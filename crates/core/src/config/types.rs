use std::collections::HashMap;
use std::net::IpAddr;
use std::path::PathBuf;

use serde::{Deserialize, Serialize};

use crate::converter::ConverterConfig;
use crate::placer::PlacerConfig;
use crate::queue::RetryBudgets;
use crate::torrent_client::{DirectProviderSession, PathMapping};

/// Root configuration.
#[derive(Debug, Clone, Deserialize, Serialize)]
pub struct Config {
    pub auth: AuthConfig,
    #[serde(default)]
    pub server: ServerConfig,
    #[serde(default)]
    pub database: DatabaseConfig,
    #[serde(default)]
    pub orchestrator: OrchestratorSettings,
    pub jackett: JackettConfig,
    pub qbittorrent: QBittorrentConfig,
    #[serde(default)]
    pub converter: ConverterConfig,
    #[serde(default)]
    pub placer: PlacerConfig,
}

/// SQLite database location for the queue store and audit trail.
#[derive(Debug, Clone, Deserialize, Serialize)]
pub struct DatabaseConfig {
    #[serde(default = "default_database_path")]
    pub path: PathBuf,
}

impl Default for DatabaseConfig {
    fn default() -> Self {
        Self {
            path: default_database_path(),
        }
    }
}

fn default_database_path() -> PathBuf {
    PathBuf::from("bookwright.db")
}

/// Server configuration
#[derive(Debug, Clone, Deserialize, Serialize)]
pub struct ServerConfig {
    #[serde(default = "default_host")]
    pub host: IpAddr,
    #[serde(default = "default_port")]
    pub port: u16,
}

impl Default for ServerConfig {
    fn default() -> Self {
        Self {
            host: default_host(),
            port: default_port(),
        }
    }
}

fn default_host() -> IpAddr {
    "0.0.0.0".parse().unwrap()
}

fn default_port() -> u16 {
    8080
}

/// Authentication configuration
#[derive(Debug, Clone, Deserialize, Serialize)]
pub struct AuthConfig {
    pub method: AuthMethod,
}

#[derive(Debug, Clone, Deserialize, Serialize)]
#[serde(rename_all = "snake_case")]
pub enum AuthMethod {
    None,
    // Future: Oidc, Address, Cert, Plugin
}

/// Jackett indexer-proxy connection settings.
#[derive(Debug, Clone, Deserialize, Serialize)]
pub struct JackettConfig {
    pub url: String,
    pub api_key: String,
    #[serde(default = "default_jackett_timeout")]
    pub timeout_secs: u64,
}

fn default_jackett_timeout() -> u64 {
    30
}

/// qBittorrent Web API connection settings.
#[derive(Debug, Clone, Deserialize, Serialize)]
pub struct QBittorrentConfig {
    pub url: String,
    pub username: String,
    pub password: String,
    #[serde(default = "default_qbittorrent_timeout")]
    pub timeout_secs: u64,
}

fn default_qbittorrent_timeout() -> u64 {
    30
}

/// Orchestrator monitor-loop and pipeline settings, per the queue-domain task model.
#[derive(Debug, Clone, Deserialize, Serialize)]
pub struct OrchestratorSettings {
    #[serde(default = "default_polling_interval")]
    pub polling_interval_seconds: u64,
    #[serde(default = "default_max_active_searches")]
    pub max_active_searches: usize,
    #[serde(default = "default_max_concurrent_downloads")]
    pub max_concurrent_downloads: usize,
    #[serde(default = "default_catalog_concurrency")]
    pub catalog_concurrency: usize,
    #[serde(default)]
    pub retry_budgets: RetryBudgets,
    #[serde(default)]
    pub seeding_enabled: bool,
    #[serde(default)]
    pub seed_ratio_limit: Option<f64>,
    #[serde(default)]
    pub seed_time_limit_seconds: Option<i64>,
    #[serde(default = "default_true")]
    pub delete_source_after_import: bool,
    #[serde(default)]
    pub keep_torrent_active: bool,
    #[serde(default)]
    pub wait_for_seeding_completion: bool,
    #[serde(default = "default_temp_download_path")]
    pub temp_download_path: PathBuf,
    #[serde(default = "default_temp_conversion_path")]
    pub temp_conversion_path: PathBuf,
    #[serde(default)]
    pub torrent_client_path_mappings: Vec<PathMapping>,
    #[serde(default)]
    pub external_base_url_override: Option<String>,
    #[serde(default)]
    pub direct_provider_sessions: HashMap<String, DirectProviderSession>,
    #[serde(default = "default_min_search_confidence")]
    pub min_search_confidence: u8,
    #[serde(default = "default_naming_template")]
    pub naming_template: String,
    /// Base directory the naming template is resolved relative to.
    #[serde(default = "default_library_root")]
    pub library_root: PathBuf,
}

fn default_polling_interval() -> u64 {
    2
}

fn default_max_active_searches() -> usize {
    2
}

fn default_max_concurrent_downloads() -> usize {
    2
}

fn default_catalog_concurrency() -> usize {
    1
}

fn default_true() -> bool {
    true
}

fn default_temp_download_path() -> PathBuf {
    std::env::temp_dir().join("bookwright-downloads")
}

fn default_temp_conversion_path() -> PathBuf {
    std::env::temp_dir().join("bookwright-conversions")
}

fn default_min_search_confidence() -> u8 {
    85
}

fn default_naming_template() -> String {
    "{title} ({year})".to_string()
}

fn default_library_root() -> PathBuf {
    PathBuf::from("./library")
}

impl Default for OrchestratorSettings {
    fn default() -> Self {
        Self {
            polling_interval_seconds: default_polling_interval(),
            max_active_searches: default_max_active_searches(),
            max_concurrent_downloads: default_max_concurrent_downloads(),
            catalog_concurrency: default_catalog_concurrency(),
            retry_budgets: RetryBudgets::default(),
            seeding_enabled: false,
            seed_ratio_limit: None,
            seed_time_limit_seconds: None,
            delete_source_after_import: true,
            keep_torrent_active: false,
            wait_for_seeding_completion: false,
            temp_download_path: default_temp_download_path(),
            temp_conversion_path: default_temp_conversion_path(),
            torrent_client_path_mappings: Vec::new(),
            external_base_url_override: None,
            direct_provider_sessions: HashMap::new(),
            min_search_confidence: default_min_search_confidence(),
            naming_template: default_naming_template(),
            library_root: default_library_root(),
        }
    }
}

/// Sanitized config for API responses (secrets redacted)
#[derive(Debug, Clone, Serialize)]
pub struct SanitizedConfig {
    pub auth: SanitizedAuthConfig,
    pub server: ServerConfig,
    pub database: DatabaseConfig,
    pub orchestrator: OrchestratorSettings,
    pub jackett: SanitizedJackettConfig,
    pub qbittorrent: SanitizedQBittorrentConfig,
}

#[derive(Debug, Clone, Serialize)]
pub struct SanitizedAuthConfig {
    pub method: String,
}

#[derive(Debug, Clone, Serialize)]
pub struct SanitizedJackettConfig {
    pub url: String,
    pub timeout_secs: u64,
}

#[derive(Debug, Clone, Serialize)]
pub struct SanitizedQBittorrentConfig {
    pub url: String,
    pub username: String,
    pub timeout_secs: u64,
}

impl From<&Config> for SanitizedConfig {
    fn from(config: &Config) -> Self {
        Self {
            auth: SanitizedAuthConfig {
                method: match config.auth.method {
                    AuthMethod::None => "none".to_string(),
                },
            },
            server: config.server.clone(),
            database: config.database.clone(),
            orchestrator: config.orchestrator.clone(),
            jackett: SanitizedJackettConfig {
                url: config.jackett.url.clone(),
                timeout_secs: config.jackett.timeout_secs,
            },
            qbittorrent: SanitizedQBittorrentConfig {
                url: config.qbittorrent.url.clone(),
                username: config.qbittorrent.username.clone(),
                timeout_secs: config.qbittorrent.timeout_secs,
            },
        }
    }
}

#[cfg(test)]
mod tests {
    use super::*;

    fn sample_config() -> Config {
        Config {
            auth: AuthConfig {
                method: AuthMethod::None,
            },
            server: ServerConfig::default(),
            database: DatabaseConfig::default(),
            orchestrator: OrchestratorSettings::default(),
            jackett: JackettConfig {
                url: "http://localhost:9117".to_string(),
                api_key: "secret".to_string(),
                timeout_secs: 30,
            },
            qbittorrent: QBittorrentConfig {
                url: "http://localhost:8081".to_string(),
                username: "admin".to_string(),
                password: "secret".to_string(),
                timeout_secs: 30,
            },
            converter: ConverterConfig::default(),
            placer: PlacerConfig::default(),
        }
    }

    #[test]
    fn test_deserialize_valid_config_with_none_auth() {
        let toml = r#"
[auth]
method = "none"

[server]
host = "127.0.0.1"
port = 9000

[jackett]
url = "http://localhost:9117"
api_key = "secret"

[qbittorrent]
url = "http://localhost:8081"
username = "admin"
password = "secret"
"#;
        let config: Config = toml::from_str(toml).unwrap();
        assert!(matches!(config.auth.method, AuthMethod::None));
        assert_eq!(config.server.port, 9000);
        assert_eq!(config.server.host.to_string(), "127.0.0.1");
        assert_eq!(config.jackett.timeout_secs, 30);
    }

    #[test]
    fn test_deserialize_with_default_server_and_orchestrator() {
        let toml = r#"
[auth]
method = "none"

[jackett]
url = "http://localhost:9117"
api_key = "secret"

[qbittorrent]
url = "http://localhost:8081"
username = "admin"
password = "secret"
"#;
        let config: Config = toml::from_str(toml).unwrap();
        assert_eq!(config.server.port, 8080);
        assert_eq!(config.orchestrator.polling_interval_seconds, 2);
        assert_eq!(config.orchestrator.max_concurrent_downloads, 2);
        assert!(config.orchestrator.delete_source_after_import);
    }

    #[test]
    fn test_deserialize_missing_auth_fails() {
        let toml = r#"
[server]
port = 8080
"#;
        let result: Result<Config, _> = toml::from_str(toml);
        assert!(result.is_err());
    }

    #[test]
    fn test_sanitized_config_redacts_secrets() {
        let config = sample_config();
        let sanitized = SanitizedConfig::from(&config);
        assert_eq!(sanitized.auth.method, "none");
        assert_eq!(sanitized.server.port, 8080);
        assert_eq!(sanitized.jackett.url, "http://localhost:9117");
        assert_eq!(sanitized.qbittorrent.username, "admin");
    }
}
* * * * *
The expected response is the material above given again line by line, from its first line to the line holding "use crate::queue::RetryBudgets;", inclusive.

◆ THE COMPLETED TASK
filename crates/core/src/config/types.rs
use std::collections::HashMap;
use std::net::IpAddr;
use std::path::PathBuf;

use serde::{Deserialize, Serialize};

use crate::converter::ConverterConfig;
use crate::placer::PlacerConfig;
use crate::queue::RetryBudgets;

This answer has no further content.